Some times I can effectively handle the socket.timeout, although some other times I get that socket timeout error and my script stops abruptly... Is there something I'm missing in my exception handling? how come it goes right trough it?
Happens randomly in either one of the following pieces of code:
First snippet:
for _ in range(max_retries):
try:
req = Request(url, headers={'User-Agent' :'Mozilla/5.0'})
response = urlopen(req,timeout=5)
break
except error.URLError as err:
print("URL that generated the error code: ", url)
print("Error description:",err.reason)
except error.HTTPError as err:
print("URL that generated the error code: ", url)
print("Error code:", err.code)
print("Error description:", err.reason)
except socket.timeout:
print("URL that generated the error code: ", url)
print("Error description: No response.")
except socket.error:
print("URL that generated the error code: ", url)
print("Error description: Socket error.")
if response.getheader('Content-Type').startswith('text/html'):
htmlBytes = response.read()
htmlString = htmlBytes.decode("utf-8")
self.feed(htmlString)
Second snippet
for _ in range(max_retries):
try:
req = Request(i, headers={'User-Agent' :'Mozilla/5.0'})

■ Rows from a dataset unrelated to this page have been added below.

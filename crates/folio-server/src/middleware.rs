//! Request tagging and guards for the on-demand refresh endpoint.

use std::{
    collections::HashSet,
    sync::Arc,
    time::{Duration, Instant},
};

use axum::{
    extract::{Request, State},
    http::{header, HeaderMap, HeaderValue},
    middleware::Next,
    response::{IntoResponse, Response},
};
use tokio::sync::Mutex;
use uuid::Uuid;

use crate::api::ApiError;

const REQUEST_ID_HEADER: &str = "x-request-id";
const MAX_REQUEST_ID_LEN: usize = 128;

/// Request ID carried as a request extension and echoed on the response.
#[derive(Debug, Clone)]
pub struct RequestId(pub String);

/// Who may trigger a refresh sweep.
#[derive(Debug, Clone)]
pub enum AuthState {
    /// No keys configured in development: every caller may refresh.
    Open,
    /// Only callers presenting one of these bearer tokens may refresh.
    Keys(Arc<HashSet<String>>),
}

impl AuthState {
    /// Builds the refresh guard from `FOLIO_API_KEYS`.
    ///
    /// # Errors
    ///
    /// Fails outside development when no keys are configured.
    pub fn from_config(config: &folio_core::AppConfig) -> anyhow::Result<Self> {
        Self::from_keys(config.api_keys.as_deref(), config.is_development())
    }

    /// Parses comma-separated bearer tokens.
    ///
    /// # Errors
    ///
    /// Fails when `raw` yields no tokens and `is_development` is false.
    pub fn from_keys(raw: Option<&str>, is_development: bool) -> anyhow::Result<Self> {
        let keys: HashSet<String> = raw
            .into_iter()
            .flat_map(|r| r.split(','))
            .map(str::trim)
            .filter(|k| !k.is_empty())
            .map(ToOwned::to_owned)
            .collect();

        match (keys.is_empty(), is_development) {
            (false, _) => Ok(Self::Keys(Arc::new(keys))),
            (true, true) => {
                tracing::warn!("FOLIO_API_KEYS unset; refresh endpoint is open in development");
                Ok(Self::Open)
            }
            (true, false) => anyhow::bail!(
                "FOLIO_API_KEYS must list at least one bearer token outside development"
            ),
        }
    }

    #[must_use]
    pub fn is_open(&self) -> bool {
        matches!(self, Self::Open)
    }

    fn check(&self, headers: &HeaderMap) -> Result<(), &'static str> {
        let Self::Keys(keys) = self else {
            return Ok(());
        };
        match bearer_token(headers) {
            None => Err("missing bearer token"),
            Some(token) if keys.contains(token) => Ok(()),
            Some(_) => Err("invalid bearer token"),
        }
    }
}

/// Minimum spacing between accepted refresh triggers.
///
/// A sweep re-requests every platform endpoint, so callers are held to one
/// trigger per interval regardless of who sends it.
#[derive(Debug, Clone)]
pub struct RefreshThrottle {
    min_interval: Duration,
    last_accepted: Arc<Mutex<Option<Instant>>>,
}

impl RefreshThrottle {
    #[must_use]
    pub fn new(min_interval: Duration) -> Self {
        Self {
            min_interval,
            last_accepted: Arc::new(Mutex::new(None)),
        }
    }

    /// Record a trigger at `now`, or return how long the caller must wait.
    async fn admit(&self, now: Instant) -> Result<(), Duration> {
        let mut last = self.last_accepted.lock().await;
        if let Some(prev) = *last {
            let since = now.saturating_duration_since(prev);
            if since < self.min_interval {
                return Err(self.min_interval - since);
            }
        }
        *last = Some(now);
        Ok(())
    }
}

fn request_id_of(req: &Request) -> String {
    req.extensions()
        .get::<RequestId>()
        .map(|id| id.0.clone())
        .unwrap_or_default()
}

/// Tags each request with an ID: the caller's `x-request-id` when it is a
/// short printable token, a fresh `UUIDv4` otherwise.
pub async fn request_id(mut req: Request, next: Next) -> Response {
    let id = req
        .headers()
        .get(REQUEST_ID_HEADER)
        .and_then(|v| v.to_str().ok())
        .map(str::trim)
        .filter(|v| !v.is_empty() && v.len() <= MAX_REQUEST_ID_LEN)
        .map_or_else(|| Uuid::new_v4().to_string(), ToOwned::to_owned);

    req.extensions_mut().insert(RequestId(id.clone()));
    let mut res = next.run(req).await;

    if let Ok(value) = HeaderValue::from_str(&id) {
        res.headers_mut().insert(REQUEST_ID_HEADER, value);
    }
    res
}

/// Rejects refresh triggers without an accepted bearer token.
pub async fn require_bearer_auth(
    State(auth): State<AuthState>,
    req: Request,
    next: Next,
) -> Response {
    match auth.check(req.headers()) {
        Ok(()) => next.run(req).await,
        Err(reason) => {
            tracing::info!(reason, "refresh trigger rejected");
            ApiError::new(request_id_of(&req), "unauthorized", reason).into_response()
        }
    }
}

/// Rejects refresh triggers arriving inside the throttle interval.
pub async fn throttle_refresh(
    State(throttle): State<RefreshThrottle>,
    req: Request,
    next: Next,
) -> Response {
    match throttle.admit(Instant::now()).await {
        Ok(()) => next.run(req).await,
        Err(wait) => {
            let retry_after = wait.as_secs().max(1);
            let mut res = ApiError::new(
                request_id_of(&req),
                "rate_limited",
                format!("refresh was triggered recently; retry in {retry_after}s"),
            )
            .into_response();
            res.headers_mut()
                .insert(header::RETRY_AFTER, HeaderValue::from(retry_after));
            res
        }
    }
}

fn bearer_token(headers: &HeaderMap) -> Option<&str> {
    headers
        .get(header::AUTHORIZATION)?
        .to_str()
        .ok()?
        .strip_prefix("Bearer ")
        .map(str::trim)
        .filter(|t| !t.is_empty())
}
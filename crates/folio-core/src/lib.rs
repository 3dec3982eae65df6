//! Shared configuration and data types for the folio achievements workspace.
//!
//! Holds the platform registry (descriptors, fallback records, display
//! metadata), the canonical stat types produced by an aggregation sweep, and
//! environment-driven application configuration.

pub mod app_config;
pub mod config;
pub mod platforms;
pub mod stats;

use thiserror::Error;

pub use app_config::{AppConfig, Environment};
pub use config::{load_app_config, load_app_config_from_env};
pub use platforms::{
    load_platforms, parse_platforms, Category, FallbackRecord, FieldMap, PlatformConfig,
    PlatformDescriptor, PlatformDisplay, PlatformsFile,
};
pub use stats::{AchievementStats, PlatformResult, StatField, StatValue};

#[derive(Debug, Error)]
pub enum ConfigError {
    #[error("missing required environment variable: {0}")]
    MissingEnvVar(String),

    #[error("invalid value for {var}: {reason}")]
    InvalidEnvVar { var: String, reason: String },

    #[error("failed to read platforms file {path}: {source}")]
    PlatformsFileIo {
        path: String,
        #[source]
        source: std::io::Error,
    },

    #[error("failed to parse platforms file: {0}")]
    PlatformsFileParse(#[from] serde_yaml::Error),

    #[error("platforms validation failed: {0}")]
    Validation(String),
}
//! `stats` command: run one aggregation sweep and print the results.

use std::path::Path;

use folio_core::{AchievementStats, Category, PlatformConfig, StatField};
use folio_stats::{Aggregator, StatsClient};

/// Run a sweep over the registry and print the merged results.
///
/// The sweep covers only the platforms in `category` when one is given. Per
/// platform failures are shown next to their fallback values and never fail
/// the command.
///
/// # Errors
///
/// Returns an error if the registry cannot be loaded or the HTTP client
/// cannot be built.
pub(crate) async fn run_stats(
    config: &folio_core::AppConfig,
    platforms_path: &Path,
    category: Option<Category>,
    json: bool,
) -> anyhow::Result<()> {
    let registry = folio_core::load_platforms(platforms_path)?;
    let selected = registry.by_category(category);
    if selected.is_empty() {
        println!(
            "no platforms configured{}",
            category.map(|c| format!(" in category '{c}'")).unwrap_or_default()
        );
        return Ok(());
    }

    let client = StatsClient::from_config(config)
        .map_err(|e| anyhow::anyhow!("failed to build stats client: {e}"))?;
    let aggregator = Aggregator::new(client);
    let stats = aggregator
        .aggregate(selected.iter().map(|p| &p.descriptor))
        .await;

    if json {
        println!("{}", serde_json::to_string_pretty(&stats)?);
    } else {
        print!("{}", render_table(&selected, &stats));
    }

    Ok(())
}

/// Render results as a fixed-width table in registry order.
fn render_table(platforms: &[&PlatformConfig], stats: &AchievementStats) -> String {
    let mut out = format!(
        "{:<16}{:<10}{:<30}{:<10}STATUS\n",
        "PLATFORM", "SOLVED", "RANK", "CONTESTS"
    );
    for platform in platforms {
        let Some(result) = stats.get(platform.name()) else {
            continue;
        };
        let status = result.error.as_deref().unwrap_or("ok");
        out.push_str(&format!(
            "{:<16}{:<10}{:<30}{:<10}{}\n",
            platform.name(),
            result.get(StatField::QuestionsSolved).to_string(),
            result.get(StatField::Rank).to_string(),
            result.get(StatField::Contests).to_string(),
            status
        ));
    }
    out
}
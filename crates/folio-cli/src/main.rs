mod platforms;
mod stats;

use std::path::PathBuf;

use clap::{Parser, Subcommand};
use folio_core::Category;
use tracing_subscriber::EnvFilter;

#[derive(Debug, Parser)]
#[command(name = "folio-cli")]
#[command(about = "Coding-platform achievements command line interface")]
struct Cli {
    /// Path to the platforms registry (overrides FOLIO_PLATFORMS_PATH)
    #[arg(long, global = true)]
    platforms: Option<PathBuf>,

    #[command(subcommand)]
    command: Option<Commands>,
}

#[derive(Debug, Subcommand)]
enum Commands {
    /// Fetch statistics from every platform and print the merged results
    Stats {
        /// Only show platforms in this category (competitive, practice)
        #[arg(long)]
        category: Option<Category>,

        /// Print the result mapping as JSON instead of a table
        #[arg(long)]
        json: bool,
    },
    /// List configured platforms
    Platforms {
        /// Only show platforms in this category (competitive, practice)
        #[arg(long)]
        category: Option<Category>,
    },
    /// Load and validate the platforms registry
    Validate,
}

#[tokio::main]
async fn main() -> anyhow::Result<()> {
    dotenvy::dotenv().ok();
    let config = folio_core::load_app_config()?;
    let env_filter = EnvFilter::try_from_default_env()
        .or_else(|_| EnvFilter::try_new(config.log_level.clone()))?;
    tracing_subscriber::fmt()
        .with_env_filter(env_filter)
        .with_writer(std::io::stderr)
        .init();

    let cli = Cli::parse();
    let platforms_path = cli
        .platforms
        .clone()
        .unwrap_or_else(|| config.platforms_path.clone());
    tracing::debug!(path = %platforms_path.display(), "using platforms registry");

    match cli.command {
        Some(Commands::Stats { category, json }) => {
            stats::run_stats(&config, &platforms_path, category, json).await?;
        }
        Some(Commands::Platforms { category }) => {
            platforms::run_platforms(&platforms_path, category)?;
        }
        Some(Commands::Validate) => platforms::run_validate(&platforms_path)?,
        None => println!("no command given; try `folio-cli stats` or `folio-cli --help`"),
    }

    Ok(())
}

with urlopen(req,timeout=5) as response, open(aux, 'wb') as out_file:
shutil.copyfileobj(response, out_file)
with open(path, fname), 'a') as f:
f.write(("link" + str(intaux) + "-" + auxstr + str(index) + i[-4:] + " --- " + metadata[index%batch] + '\n'))
break
except error.URLError as err:
print("URL that generated the error code: ", i)
print("Error description:",err.reason)
except error.HTTPError as err:
print("URL that generated the error code: ", i)
print("Error code:", err.code)
print("Error description:", err.reason)
except socket.timeout:
print("URL that generated the error code: ", i)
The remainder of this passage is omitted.